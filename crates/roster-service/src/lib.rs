//! # Roster Service
//!
//! Application services for Roster: validation, duplicate checks and the
//! Redis read-through cache in front of user lookups.

pub mod cache;
pub mod dto;
pub mod r#impl;
pub mod user_service;

pub use cache::*;
pub use dto::*;
pub use r#impl::{UserServiceImpl, UserServiceImplParameters};
pub use user_service::*;
//! Cache key generators.

/// Key holding the full user list.
pub const ALL_USERS: &str = "users:all";

/// Generate a cache key for a user by username.
///
/// Usernames are case-sensitive, so the key preserves case. Returns `None`
/// for the username `all`, whose key would alias [`ALL_USERS`]; such lookups
/// go straight to the store.
#[must_use]
pub fn user_by_username(username: &str) -> Option<String> {
    let key = format!("users:{}", username);
    (key != ALL_USERS).then_some(key)
}

#[cfg(test)]
mod tests {
    use super::*;

    #[test]
    fn test_user_by_username_key() {
        assert_eq!(user_by_username("alice").as_deref(), Some("users:alice"));
        assert_eq!(user_by_username("Alice").as_deref(), Some("users:Alice"));
    }

    #[test]
    fn test_username_all_is_not_cached() {
        assert!(user_by_username("all").is_none());
        assert_eq!(user_by_username("All").as_deref(), Some("users:All"));
    }
}
//! # Roster REST
//!
//! REST API layer using Axum: user CRUD routes, health and readiness probes,
//! and Swagger UI.

pub mod controllers;
pub mod extractors;
pub mod middleware;
pub mod openapi;
pub mod responses;
pub mod router;
pub mod state;

pub use router::*;
pub use state::*;
//! REST API controllers.

pub mod health_controller;
pub mod user_controller;
//! Application state for Axum handlers.

use roster_core::HealthCheck;
use roster_service::UserService;
use shaku::{HasComponent, Module};
use std::sync::Arc;

/// Shared application state.
#[derive(Clone)]
pub struct AppState {
    pub user_service: Arc<dyn UserService>,
    /// Dependencies probed by `/ready`.
    pub health_checks: Vec<Arc<dyn HealthCheck>>,
}

impl AppState {
    /// Creates a new application state with no readiness probes.
    pub fn new(user_service: Arc<dyn UserService>) -> Self {
        Self {
            user_service,
            health_checks: Vec::new(),
        }
    }

    /// Resolves the user service from a Shaku module.
    pub fn from_module<M>(module: &M) -> Self
    where
        M: Module + HasComponent<dyn UserService>,
    {
        Self::new(module.resolve())
    }

    /// Adds a dependency probed by `/ready`.
    #[must_use]
    pub fn with_health_check(mut self, check: Arc<dyn HealthCheck>) -> Self {
        self.health_checks.push(check);
        self
    }
}
//! Health check controller.

use crate::state::AppState;
use axum::{
    extract::State,
    http::StatusCode,
    response::{IntoResponse, Response},
    routing::get,
    Json, Router,
};
use roster_core::{ErrorResponse, FieldError, HealthStatus, RosterError};
use roster_service::StatusResponse;
use tracing::warn;

/// Creates the health router.
pub fn router() -> Router<AppState> {
    Router::new()
        .route("/health", get(health_check))
        .route("/ready", get(readiness_check))
}

/// Liveness probe. Touches no dependency.
#[utoipa::path(
    get,
    path = "/health",
    tag = "health",
    responses(
        (status = 200, description = "Process is up", body = StatusResponse)
    )
)]
pub async fn health_check() -> Json<StatusResponse> {
    Json(StatusResponse::ok())
}

/// Readiness probe. Checks the database and, when enabled, the cache.
#[utoipa::path(
    get,
    path = "/ready",
    tag = "health",
    responses(
        (status = 200, description = "All dependencies reachable", body = StatusResponse),
        (status = 503, description = "A dependency is unreachable", body = ErrorResponse)
    )
)]
pub async fn readiness_check(State(state): State<AppState>) -> Response {
    let mut failures = Vec::new();

    for check in &state.health_checks {
        if let HealthStatus::Unhealthy(reason) = check.check().await {
            warn!("Readiness check '{}' failed: {}", check.name(), reason);
            failures.push(FieldError {
                field: check.name().to_string(),
                message: reason,
                code: "UNHEALTHY".to_string(),
            });
        }
    }

    if failures.is_empty() {
        return Json(StatusResponse::ok()).into_response();
    }

    let names: Vec<&str> = failures.iter().map(|f| f.field.as_str()).collect();
    let error = RosterError::Unavailable(names.join(", "));
    let body = ErrorResponse::from_error(&error).with_details(failures);

    (StatusCode::SERVICE_UNAVAILABLE, Json(body)).into_response()
}
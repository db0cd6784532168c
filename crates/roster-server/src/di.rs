//! Dependency injection module using Shaku.

use roster_config::AppConfig;
use roster_core::{HealthCheck, RosterResult};
use roster_repository::{
    create_pool, DatabasePool, DatabasePoolInterface, DatabasePoolParameters, PgUserRepository,
    UserRepository,
};
use roster_service::{
    CacheInterface, RedisCacheService, RedisCacheServiceParameters, UserService, UserServiceImpl,
    UserServiceImplParameters,
};
use shaku::{module, HasComponent};
use std::sync::Arc;
use std::time::Duration;

// Single-process module: pool, repository, cache and the user service.
module! {
    pub RosterModule {
        components = [
            DatabasePool,
            PgUserRepository,
            RedisCacheService,
            UserServiceImpl,
        ],
        providers = [],
    }
}

impl RosterModule {
    /// Builds the module around already constructed pools.
    #[must_use]
    pub fn from_parts(database: &DatabasePool, cache: &RedisCacheService, cache_ttl: Duration) -> Self {
        Self::builder()
            .with_component_parameters::<DatabasePool>(DatabasePoolParameters {
                pool: database.pg_pool(),
            })
            .with_component_parameters::<RedisCacheService>(RedisCacheServiceParameters {
                pool: cache.pool(),
            })
            .with_component_parameters::<UserServiceImpl>(UserServiceImplParameters { cache_ttl })
            .build()
    }

    pub fn user_service(&self) -> Arc<dyn UserService> {
        self.resolve()
    }

    pub fn user_repository(&self) -> Arc<dyn UserRepository> {
        self.resolve()
    }

    pub fn database_pool(&self) -> Arc<dyn DatabasePoolInterface> {
        self.resolve()
    }

    pub fn cache(&self) -> Arc<dyn CacheInterface> {
        self.resolve()
    }
}

/// The module plus the concrete pool handles owned by the process.
///
/// The handles share their connections with the components inside the
/// module, so closing them here closes them for every component.
pub struct AppModule {
    pub module: Arc<RosterModule>,
    database: Arc<DatabasePool>,
    cache: Arc<RedisCacheService>,
}

impl AppModule {
    /// Connects to PostgreSQL, bootstraps the schema, prepares the cache pool
    /// and assembles the module.
    pub async fn build(config: &AppConfig) -> RosterResult<Self> {
        let database = create_pool(&config.database).await?;
        let cache = Arc::new(RedisCacheService::from_config(&config.redis)?);
        Ok(Self::from_parts(database, cache, config.cache.ttl()))
    }

    #[must_use]
    pub fn from_parts(
        database: Arc<DatabasePool>,
        cache: Arc<RedisCacheService>,
        cache_ttl: Duration,
    ) -> Self {
        let module = Arc::new(RosterModule::from_parts(&database, &cache, cache_ttl));
        Self {
            module,
            database,
            cache,
        }
    }

    /// Dependencies probed by the readiness route.
    #[must_use]
    pub fn health_checks(&self) -> Vec<Arc<dyn HealthCheck>> {
        vec![self.database.clone(), self.cache.clone()]
    }

    /// Closes the database and cache pools.
    pub async fn close(&self) {
        self.cache.close();
        self.database.close().await;
    }
}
◇ ◇ ◇ ◇
▸ Assignment:
Select and copy every line from the records that includes the word "failures".

▸ Response to this task:
    let mut failures = Vec::new();
            failures.push(FieldError {
    if failures.is_empty() {
    let names: Vec<&str> = failures.iter().map(|f| f.field.as_str()).collect();
    let body = ErrorResponse::from_error(&error).with_details(failures);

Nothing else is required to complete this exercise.